30th Anniversary Year


Chairman's Speech

Distinguished guests,

It gives me great pleasure to welcome you all this morning to the first Economic Times - Dolphin Offshore's seminar titled "Man & Machine Underwater: Safety, Sustainability & Advances in Underwater Technology."

I would like to start by thanking our eminent guest Vice Admiral Sanjeev Bhasin, C-in-C Western Naval Command for honoring us with his presence here today. Vice Admiral Bhasin heads one of the most strategically important commands in the Indian Navy and we are reminded of the security dimension of India's offshore development program by the tragic events that happened in this very hotel last November.

I would also like to extend a warm welcome to our distinguished Chief Guest, Mr Sudhir Vasudeva, Director (Offshore) ONGC, whose long innings with the organization has involved planning and management of some of its largest development projects. Indeed, I wish to acknowledge the valuable guidance and support that he, his colleagues and predecessors - some of whom are here today - have extended to us over the years to bring us to where we are today.

As I looked at our list of reputed, award winning speakers today, I could not have imagined that this seminar - which began as a modest idea to mark Dolphin Offshore's 30 anniversary - would attract such media and industry interest. I thank the National Maritime Foundation for their participation in the planning of this seminar and all of you, from far and near, who have added to the value of our deliberations by your participation here today. Thirty years ago there was not a single qualified Indian Offshore diver. It fills my heart with pride to se Indian divers working in global companies as supervisors, superintendents and operations managers. They are sought all over the world, just as our IT specialists are. I am glad to see quite a few of them participating in the seminar today.

Let me not forget to mention our media partners, the Economic Times who are providing a national platform for dissemination of our seminar, both through their website and the newspaper. There is so much growing public interest in the development potential of the Indian Ocean as a source of finite and renewable energy and a repository of important minerals and marine wealth for the future. We believe this is the last frontier for development after space - and India cannot afford to lag behind in the next great revolution after IT.

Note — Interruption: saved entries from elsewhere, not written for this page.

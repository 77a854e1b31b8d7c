use axum::{
    middleware,
    routing::{get, post},
    Router,
};
use std::sync::Arc;
use tower_http::{cors::CorsLayer, trace::TraceLayer};

use super::middleware::metrics_middleware;
use super::{handlers, mcp};
use crate::state::AppState;

pub fn create_router(state: Arc<AppState>) -> Router {
    // API routes
    let api_routes = Router::new()
        .route("/health", get(handlers::health))
        .route("/config", get(handlers::get_config))
        .with_state(Arc::clone(&state));

    // MCP transport: SSE handshake plus JSON-RPC messages
    let mcp_routes = Router::new()
        .route("/sse", get(mcp::sse))
        .route("/messages", post(mcp::messages))
        .with_state(state);

    Router::new()
        .nest("/api/v1", api_routes)
        .nest("/mcp", mcp_routes)
        .route("/metrics", get(handlers::metrics))
        .layer(middleware::from_fn(metrics_middleware))
        .layer(TraceLayer::new_for_http())
        .layer(CorsLayer::permissive())
}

Indeed, it is my hope that today's proceedings will not only be useful to us but also to others within and beyond the sector so that we look forward to this as an annual collaborative event. I know from personal experience how important such gatherings are for all aspects of our business.

In fact, I would not be standing here before you had it not been for the opportunity provided by a similar gathering, the OTC, which takes place annually in Houston, TX, USA. It was there in 1978 that, as a newly retired naval officer, I met John Harter who is here with us today and Ken Wallace of Taylor Diving and began the adventure of offshore diving and underwater engineering with Dolphin Offshore. The last 30 years in this industry have been the most rewarding experience of my life. You can read about the Dolphin story in the booklet that is in your folder.

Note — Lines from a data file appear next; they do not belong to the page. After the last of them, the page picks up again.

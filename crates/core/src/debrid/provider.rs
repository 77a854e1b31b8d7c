//! The capability set every debrid backend implements.

use std::collections::HashSet;

use async_trait::async_trait;
use tracing::{debug, warn};

use super::poll::{Poller, Polled, Probe};
use super::{
    AddedTorrent, FileCandidate, ProviderError, ProviderKind, ResolutionError, TorrentSnapshot,
    TorrentStatus,
};
use crate::metrics;

/// One debrid backend's add/poll/select/unrestrict protocol.
///
/// Ranking and file selection are shared and live outside this trait;
/// implementations only speak the provider's wire protocol. API keys are
/// passed per call since they may come from the request.
#[async_trait]
pub trait DebridProvider: Send + Sync {
    /// Which backend this is.
    fn kind(&self) -> ProviderKind;

    /// Budget used while waiting for the file list.
    fn hydration(&self) -> &Poller;

    /// Ids of files the provider reports as instantly available.
    ///
    /// `Ok(None)` means the provider cannot tell per-file availability and
    /// no penalty should be applied.
    async fn check_availability(
        &self,
        api_key: &str,
        info_hash: &str,
    ) -> Result<Option<HashSet<String>>, ProviderError>;

    /// Submit a magnet and return the provider's torrent id.
    async fn add_source(&self, api_key: &str, magnet: &str)
        -> Result<AddedTorrent, ProviderError>;

    /// Fetch the current status and file list of a torrent.
    async fn list_files(
        &self,
        api_key: &str,
        torrent_id: &str,
    ) -> Result<TorrentSnapshot, ProviderError>;

    /// Wait until the torrent has a non-empty file list.
    ///
    /// A file list embedded in the add response is used as-is. Transport
    /// errors while polling count as a pending attempt.
    async fn poll_until_ready(
        &self,
        api_key: &str,
        added: AddedTorrent,
    ) -> Result<TorrentSnapshot, ResolutionError> {
        let kind = self.kind();

        if let Some(snapshot) = added.snapshot {
            if snapshot.status == TorrentStatus::Failed {
                return Err(ResolutionError::AddFailed(format!(
                    "provider reported status '{}'",
                    snapshot.raw_status
                )));
            }
            if !snapshot.files.is_empty() {
                debug!(provider = %kind, torrent_id = %snapshot.torrent_id, "File list embedded in add response");
                return Ok(snapshot);
            }
        }

        let torrent_id = added.torrent_id.as_str();
        let polled = self
            .hydration()
            .poll(move |attempt| async move {
                match self.list_files(api_key, torrent_id).await {
                    Ok(snapshot) if snapshot.status == TorrentStatus::Failed => {
                        Err(ResolutionError::AddFailed(format!(
                            "provider reported status '{}'",
                            snapshot.raw_status
                        )))
                    }
                    Ok(snapshot) if !snapshot.files.is_empty() => Ok(Probe::Ready(snapshot)),
                    Ok(snapshot) => {
                        debug!(
                            provider = %kind,
                            torrent_id,
                            attempt,
                            status = %snapshot.raw_status,
                            "File list not available yet"
                        );
                        Ok(Probe::Pending)
                    }
                    Err(e) => {
                        warn!(provider = %kind, torrent_id, attempt, error = %e, "Status poll failed");
                        Ok(Probe::Pending)
                    }
                }
            })
            .await?;

        match polled {
            Polled::Ready { value, attempts } => {
                metrics::HYDRATION_ATTEMPTS
                    .with_label_values(&[kind.as_str()])
                    .observe(attempts as f64);
                Ok(value)
            }
            Polled::Exhausted { attempts } => {
                metrics::HYDRATION_ATTEMPTS
                    .with_label_values(&[kind.as_str()])
                    .observe(attempts as f64);
                Err(ResolutionError::HydrationTimeout { attempts })
            }
        }
    }

    /// Mark a file for download, for providers that need explicit selection.
    async fn select_file(
        &self,
        _api_key: &str,
        _snapshot: &TorrentSnapshot,
        _file: &FileCandidate,
    ) -> Result<(), ProviderError> {
        Ok(())
    }

    /// Produce the final direct URL for the selected file.
    async fn finalize_link(
        &self,
        api_key: &str,
        snapshot: &TorrentSnapshot,
        file: &FileCandidate,
    ) -> Result<String, ResolutionError>;
}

We all understand the value of networking and information gathering provided by events like OTC, that's why ONGC's Petrotech, Oil India Development Ltd, the CII, the National Skill Development Board and others have important seminar programs. I would like to see us go beyond that by encouraging all these organizations with the support of ET in developing our own equivalent of the OTC for all of Asia. Given the geo-strategic importance of the Indian Ocean, I have no doubt it would attract interested parties from the Middle East, South East Asia and beyond.

We all understand the value of networking and information gathering provided by events like OTC, that's why ONGC's Petrotech, Oil India Development Ltd, the CII, the National Skill Development Board and others have important seminar programs. I would like to see us go beyond that by encouraging all these organizations with the support of ET in developing our own equivalent of the OTC for all of Asia. Given the geo-strategic importance of the Indian Ocean, I have no doubt it would attract interested parties from the Middle East, South East Asia and beyond.

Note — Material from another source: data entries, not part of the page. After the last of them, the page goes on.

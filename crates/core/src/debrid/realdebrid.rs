//! Real-Debrid debrid provider.
//!
//! Real-Debrid needs an explicit `selectFiles` call while the torrent waits
//! for selection, then produces hoster links that must be unrestricted to
//! obtain the direct URL.

use std::collections::HashSet;
use std::sync::Arc;
use std::time::{Duration, Instant};

use async_trait::async_trait;
use reqwest::{Client, RequestBuilder, Response};
use serde::Deserialize;
use serde_json::Value;
use tracing::{debug, info, warn};

use crate::config::RealDebridConfig;
use crate::metrics;

use super::poll::{Poller, Polled, Probe, Sleeper, TokioSleeper};
use super::{
    AddedTorrent, DebridProvider, FileCandidate, ProviderError, ProviderKind, ResolutionError,
    TorrentSnapshot, TorrentStatus,
};

/// Raw status that requires a `selectFiles` call.
const WAITING_FILES_SELECTION: &str = "waiting_files_selection";

/// Real-Debrid API client.
pub struct RealDebridClient {
    client: Client,
    config: RealDebridConfig,
    hydration: Poller,
    links: Poller,
}

#[derive(Debug, Deserialize)]
struct RdAddResponse {
    id: Option<String>,
}

#[derive(Debug, Deserialize)]
struct RdTorrentInfo {
    id: String,
    #[serde(default)]
    status: String,
    #[serde(default)]
    files: Vec<RdFile>,
    #[serde(default)]
    links: Vec<String>,
}

#[derive(Debug, Deserialize)]
struct RdFile {
    id: u64,
    #[serde(default)]
    path: String,
    #[serde(default)]
    bytes: u64,
}

#[derive(Debug, Deserialize)]
struct RdUnrestrictResponse {
    download: Option<String>,
}

impl RdTorrentInfo {
    fn into_snapshot(self) -> TorrentSnapshot {
        TorrentSnapshot {
            torrent_id: self.id,
            status: parse_rd_status(&self.status),
            raw_status: self.status,
            files: self
                .files
                .into_iter()
                .map(|f| FileCandidate::new(f.id.to_string(), f.path, f.bytes))
                .collect(),
            links: self.links,
        }
    }
}

/// Map Real-Debrid torrent status to the normalized status.
fn parse_rd_status(status: &str) -> TorrentStatus {
    match status {
        "downloaded" => TorrentStatus::Ready,
        "downloading" => TorrentStatus::DownloadingNotCached,
        "magnet_conversion" | "queued" | "compressing" | "uploading" => TorrentStatus::Hydrating,
        "magnet_error" | "error" | "virus" | "dead" => TorrentStatus::Failed,
        _ => TorrentStatus::Pending,
    }
}

/// Collect cached file ids for one hash from an instantAvailability body.
///
/// The body maps hash to `{"rd": [{"<file id>": {..}, ..}, ..]}`. A missing
/// hash means availability is unknown.
fn parse_cached_ids(body: &Value, info_hash: &str) -> Option<HashSet<String>> {
    let entry = body.as_object()?.iter().find_map(|(hash, entry)| {
        hash.eq_ignore_ascii_case(info_hash).then_some(entry)
    })?;

    let variants = entry.get("rd").and_then(Value::as_array);
    Some(
        variants
            .into_iter()
            .flatten()
            .filter_map(Value::as_object)
            .flat_map(|variant| variant.keys().cloned())
            .collect(),
    )
}

impl RealDebridClient {
    /// Create a new Real-Debrid client.
    pub fn new(config: RealDebridConfig) -> Self {
        Self::with_sleeper(config, Arc::new(TokioSleeper))
    }

    /// Create a client whose polling sleeps through `sleeper`.
    pub fn with_sleeper(config: RealDebridConfig, sleeper: Arc<dyn Sleeper>) -> Self {
        let client = Client::builder()
            .timeout(Duration::from_secs(config.timeout_secs as u64))
            .build()
            .expect("Failed to create HTTP client");
        let hydration = Poller::with_sleeper(config.hydration, sleeper.clone());
        let links = Poller::with_sleeper(config.links, sleeper);

        Self {
            client,
            config,
            hydration,
            links,
        }
    }

    /// Get the base URL without trailing slash.
    fn base_url(&self) -> &str {
        self.config.url.trim_end_matches('/')
    }

    /// Send an authenticated request, failing on non-2xx.
    async fn call(
        &self,
        operation: &str,
        api_key: &str,
        request: RequestBuilder,
    ) -> Result<Response, ProviderError> {
        let start = Instant::now();
        let result = send_checked(request.bearer_auth(api_key)).await;
        metrics::record_external_call(
            "realdebrid",
            operation,
            result.is_ok(),
            start.elapsed().as_secs_f64(),
        );
        result
    }

    async fn torrent_info(
        &self,
        api_key: &str,
        torrent_id: &str,
    ) -> Result<RdTorrentInfo, ProviderError> {
        let url = format!(
            "{}/torrents/info/{}",
            self.base_url(),
            urlencoding::encode(torrent_id)
        );
        let response = self.call("info", api_key, self.client.get(&url)).await?;
        Ok(response.json().await?)
    }

    /// Wait for the torrent to report `downloaded` with at least one link.
    async fn wait_for_link(
        &self,
        api_key: &str,
        torrent_id: &str,
    ) -> Result<String, ResolutionError> {
        let polled = self
            .links
            .poll(move |attempt| async move {
                match self.torrent_info(api_key, torrent_id).await {
                    Ok(info) => {
                        let status = parse_rd_status(&info.status);
                        match status {
                            TorrentStatus::Ready if !info.links.is_empty() => {
                                Ok(Probe::Ready(info.links[0].clone()))
                            }
                            TorrentStatus::DownloadingNotCached => Err(ResolutionError::NotCached(
                                "Real-Debrid is downloading the torrent".to_string(),
                            )),
                            TorrentStatus::Failed => Err(ResolutionError::LinkGenerationFailed(
                                format!("torrent status '{}'", info.status),
                            )),
                            _ => {
                                debug!(torrent_id, attempt, status = %info.status, "Waiting for links");
                                Ok(Probe::Pending)
                            }
                        }
                    }
                    Err(e) => {
                        warn!(torrent_id, attempt, error = %e, "Real-Debrid info poll failed");
                        Ok(Probe::Pending)
                    }
                }
            })
            .await?;

        match polled {
            Polled::Ready { value, .. } => Ok(value),
            Polled::Exhausted { attempts } => Err(ResolutionError::LinkGenerationFailed(format!(
                "no download link after {} attempts",
                attempts
            ))),
        }
    }
}

async fn send_checked(request: RequestBuilder) -> Result<Response, ProviderError> {
    let response = request.send().await?;
    let status = response.status();
    if !status.is_success() {
        let body = response.text().await.unwrap_or_default();
        return Err(ProviderError::Api {
            status: status.as_u16(),
            body: body.chars().take(200).collect(),
        });
    }
    Ok(response)
}

#[async_trait]
impl DebridProvider for RealDebridClient {
    fn kind(&self) -> ProviderKind {
        ProviderKind::RealDebrid
    }

    fn hydration(&self) -> &Poller {
        &self.hydration
    }

    async fn check_availability(
        &self,
        api_key: &str,
        info_hash: &str,
    ) -> Result<Option<HashSet<String>>, ProviderError> {
        let url = format!(
            "{}/torrents/instantAvailability/{}",
            self.base_url(),
            urlencoding::encode(info_hash)
        );
        let response = self
            .call("instant_availability", api_key, self.client.get(&url))
            .await?;
        let body: Value = response.json().await?;

        let cached = parse_cached_ids(&body, info_hash);
        match &cached {
            Some(ids) => info!(info_hash, cached_files = ids.len(), "Real-Debrid instant availability"),
            None => debug!(info_hash, "Real-Debrid has no availability data for hash"),
        }
        Ok(cached)
    }

    async fn add_source(
        &self,
        api_key: &str,
        magnet: &str,
    ) -> Result<AddedTorrent, ProviderError> {
        let url = format!("{}/torrents/addMagnet", self.base_url());
        let response = self
            .call(
                "add_magnet",
                api_key,
                self.client.post(&url).form(&[("magnet", magnet)]),
            )
            .await?;
        let added: RdAddResponse = response.json().await?;

        match added.id.filter(|id| !id.is_empty()) {
            Some(torrent_id) => Ok(AddedTorrent {
                torrent_id,
                snapshot: None,
            }),
            None => Err(ProviderError::InvalidResponse(
                "no torrent id in addMagnet response".to_string(),
            )),
        }
    }

    async fn list_files(
        &self,
        api_key: &str,
        torrent_id: &str,
    ) -> Result<TorrentSnapshot, ProviderError> {
        Ok(self.torrent_info(api_key, torrent_id).await?.into_snapshot())
    }

    async fn select_file(
        &self,
        api_key: &str,
        snapshot: &TorrentSnapshot,
        file: &FileCandidate,
    ) -> Result<(), ProviderError> {
        if snapshot.raw_status != WAITING_FILES_SELECTION {
            return Ok(());
        }

        let url = format!(
            "{}/torrents/selectFiles/{}",
            self.base_url(),
            urlencoding::encode(&snapshot.torrent_id)
        );
        debug!(torrent_id = %snapshot.torrent_id, file_id = %file.id, "Selecting file");
        self.call(
            "select_files",
            api_key,
            self.client.post(&url).form(&[("files", file.id.as_str())]),
        )
        .await?;
        Ok(())
    }

    async fn finalize_link(
        &self,
        api_key: &str,
        snapshot: &TorrentSnapshot,
        _file: &FileCandidate,
    ) -> Result<String, ResolutionError> {
        let link = self.wait_for_link(api_key, &snapshot.torrent_id).await?;

        let url = format!("{}/unrestrict/link", self.base_url());
        let response = self
            .call(
                "unrestrict",
                api_key,
                self.client.post(&url).form(&[("link", link.as_str())]),
            )
            .await
            .map_err(|e| ResolutionError::LinkGenerationFailed(e.to_string()))?;
        let unrestricted: RdUnrestrictResponse = response
            .json()
            .await
            .map_err(|e| ResolutionError::LinkGenerationFailed(e.to_string()))?;

        unrestricted
            .download
            .filter(|url| !url.is_empty())
            .ok_or_else(|| {
                ResolutionError::LinkGenerationFailed("unrestrict returned no download".to_string())
            })
    }
}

Ladies and Gentlemen, our industry stands at a cross roads today on so many fronts. As we venture into deeper waters to extract hydrocarbon resources we are faced with the global impacts of climate change on the oceans and increasing concerns for safety of men and machines. As countries begin pouring huge resources into clean, renewable energy solutions how long will it be before oil is no longer an attractive fuel? The oceans hold the secrets of mankind's past …but could they also hold the key to our future? The safe and sustainable development of our deep sea hydrocarbon and mineral assets requires the focusing of our best scientific minds. Identifying the challenges requiring technological solutions, investing in emerging technologies -it is time for us to put this dialogue into action.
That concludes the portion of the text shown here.